** Opening Input records block **

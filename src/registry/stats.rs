// Registry counters: lock-free, adjusted alongside the maps

use std::sync::atomic::{AtomicI64, Ordering};

use super::device::RegistryStats;

/// Atomic counters backing [`RegistryStats`].
///
/// Never recomputed from the maps: a stats read stays O(1) at the cost of
/// possible drift while evictions and registrations interleave.
#[derive(Debug, Default)]
pub(crate) struct RegistryCounters {
    total_devices: AtomicI64,
    total_licenses: AtomicI64,
    registrations: AtomicI64,
    heartbeats: AtomicI64,
    queries: AtomicI64,
}

impl RegistryCounters {
    pub(crate) fn device_added(&self) {
        self.total_devices.fetch_add(1, Ordering::Relaxed);
    }

    pub(crate) fn device_removed(&self) {
        self.total_devices.fetch_sub(1, Ordering::Relaxed);
    }

    pub(crate) fn license_added(&self) {
        self.total_licenses.fetch_add(1, Ordering::Relaxed);
    }

    pub(crate) fn license_removed(&self) {
        self.total_licenses.fetch_sub(1, Ordering::Relaxed);
    }

    pub(crate) fn record_registration(&self) {
        self.registrations.fetch_add(1, Ordering::Relaxed);
    }

    pub(crate) fn record_heartbeat(&self) {
        self.heartbeats.fetch_add(1, Ordering::Relaxed);
    }

    pub(crate) fn record_query(&self) {
        self.queries.fetch_add(1, Ordering::Relaxed);
    }

    /// Snapshot current counters. Each field is read independently.
    pub(crate) fn snapshot(&self) -> RegistryStats {
        RegistryStats {
            total_devices: self.total_devices.load(Ordering::Relaxed),
            total_licenses: self.total_licenses.load(Ordering::Relaxed),
            registrations: self.registrations.load(Ordering::Relaxed),
            heartbeats: self.heartbeats.load(Ordering::Relaxed),
            queries: self.queries.load(Ordering::Relaxed),
        }
    }
}
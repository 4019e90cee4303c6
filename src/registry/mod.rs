// Device registry: concurrent device and license-holder maps
//
// Two sharded maps (device_id -> Device, license_code -> holder device_id)
// plus independent counters. Every operation is per-key; nothing takes a
// registry-wide lock, so concurrent writers to the same key resolve as
// last-writer-wins.

mod device;
mod stats;

pub use device::{Device, RegistryStats, TransferRequest};

use chrono::Utc;
use dashmap::DashMap;
use std::time::Duration;

use stats::RegistryCounters;

/// In-memory source of truth for who holds which license.
#[derive(Debug, Default)]
pub struct DeviceRegistry {
    devices: DashMap<String, Device>,
    /// license_code -> device_id of the current holder
    licenses: DashMap<String, String>,
    stats: RegistryCounters,
}

impl DeviceRegistry {
    pub fn new() -> Self {
        Self::default()
    }

    /// Insert or overwrite a device and make it the holder of its license.
    ///
    /// No check against an existing holder: when two devices register the
    /// same license concurrently, whichever write lands last is the holder.
    /// Returns the stored record.
    pub fn register(&self, mut device: Device) -> Device {
        device.last_seen = Utc::now();

        if self
            .devices
            .insert(device.device_id.clone(), device.clone())
            .is_none()
        {
            self.stats.device_added();
        }

        if self
            .licenses
            .insert(device.license_code.clone(), device.device_id.clone())
            .is_none()
        {
            self.stats.license_added();
        }

        self.stats.record_registration();
        device
    }

    /// Refresh `last_seen` for a known device. Unknown ids return false
    /// and create nothing.
    pub fn heartbeat(&self, device_id: &str) -> bool {
        match self.devices.get_mut(device_id) {
            Some(mut device) => {
                device.last_seen = Utc::now();
                self.stats.record_heartbeat();
                true
            }
            None => false,
        }
    }

    /// Resolve license -> holder id -> device record.
    ///
    /// Returns `None` if either lookup misses, including when the holder was
    /// evicted between the two lookups.
    pub fn license_holder(&self, license_code: &str) -> Option<Device> {
        let holder_id = self.licenses.get(license_code)?.value().clone();
        let device = self.devices.get(&holder_id)?.value().clone();
        self.stats.record_query();
        Some(device)
    }

    pub fn device(&self, device_id: &str) -> Option<Device> {
        let device = self.devices.get(device_id)?.value().clone();
        self.stats.record_query();
        Some(device)
    }

    /// Point a license at a new holder unconditionally.
    ///
    /// A reassignment is counted as a registration.
    pub fn update_license_holder(&self, license_code: &str, device_id: &str) {
        if self
            .licenses
            .insert(license_code.to_string(), device_id.to_string())
            .is_none()
        {
            self.stats.license_added();
        }
        self.stats.record_registration();
    }

    /// Evict every device idle for longer than `timeout`.
    ///
    /// A device's license mapping is dropped only if it still names that
    /// device, checked and removed under the same shard lock. Staleness is
    /// re-checked at removal so a heartbeat landing mid-sweep keeps the
    /// device. Returns the number of devices evicted.
    pub fn cleanup_inactive(&self, timeout: Duration) -> usize {
        let now = Utc::now();

        // Collect first: removing while iterating would deadlock on the shard.
        let stale: Vec<String> = self
            .devices
            .iter()
            .filter(|entry| entry.idle_for(now) > timeout)
            .map(|entry| entry.key().clone())
            .collect();

        let mut evicted = 0;
        for device_id in stale {
            let Some((_, device)) = self
                .devices
                .remove_if(&device_id, |_, device| device.idle_for(now) > timeout)
            else {
                continue;
            };

            if self
                .licenses
                .remove_if(&device.license_code, |_, holder| *holder == device_id)
                .is_some()
            {
                self.stats.license_removed();
            }

            self.stats.device_removed();
            evicted += 1;
        }

        evicted
    }

    pub fn stats(&self) -> RegistryStats {
        self.stats.snapshot()
    }

    /// Number of devices currently stored. O(shards), unlike [`Self::stats`].
    pub fn device_count(&self) -> usize {
        self.devices.len()
    }

    /// Move a device's `last_seen` back by `by`. Returns false if unknown.
    #[cfg(test)]
    pub(crate) fn backdate(&self, device_id: &str, by: chrono::Duration) -> bool {
        match self.devices.get_mut(device_id) {
            Some(mut device) => {
                device.last_seen = Utc::now() - by;
                true
            }
            None => false,
        }
    }
}
// Logging setup
//
// tracing-subscriber with an EnvFilter: RUST_LOG wins when set, otherwise
// `info` (or `debug` with --verbose).

use tracing_subscriber::EnvFilter;

/// Default filter when RUST_LOG is unset.
pub fn default_filter(verbose: bool) -> EnvFilter {
    let level = if verbose { "debug" } else { "info" };
    EnvFilter::new(format!("license_registry={level},tower_http={level},warn"))
}

/// Install the global subscriber. Safe to call more than once; later calls
/// are ignored.
pub fn init_tracing(verbose: bool) {
    let filter = EnvFilter::try_from_default_env().unwrap_or_else(|_| default_filter(verbose));

    let _ = tracing_subscriber::fmt()
        .with_env_filter(filter)
        .with_target(false)
        .compact()
        .try_init();
}
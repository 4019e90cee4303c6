// Configuration module
// Public interface for configuration loading

pub mod constants;
mod loader;
mod settings;

use std::path::PathBuf;
use thiserror::Error;

pub use loader::{default_config_path, environment, load_settings, load_settings_with_env};
pub use settings::{PoolSettings, RateLimitSettings, RegistrySettings, ServerSettings, Settings};

#[derive(Debug, Error)]
pub enum ConfigError {
    #[error("failed to load configuration: {0}")]
    Load(#[from] config::ConfigError),

    #[error("configuration file not found: {}", .0.display())]
    MissingFile(PathBuf),

    #[error("invalid configuration: {0}")]
    Invalid(String),
}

** Closing Input records block **

**Assignment**
If a line in the records above contains the string "loader", copy that line out.

**Exercise result**
mod loader;
pub use loader::{default_config_path, environment, load_settings, load_settings_with_env};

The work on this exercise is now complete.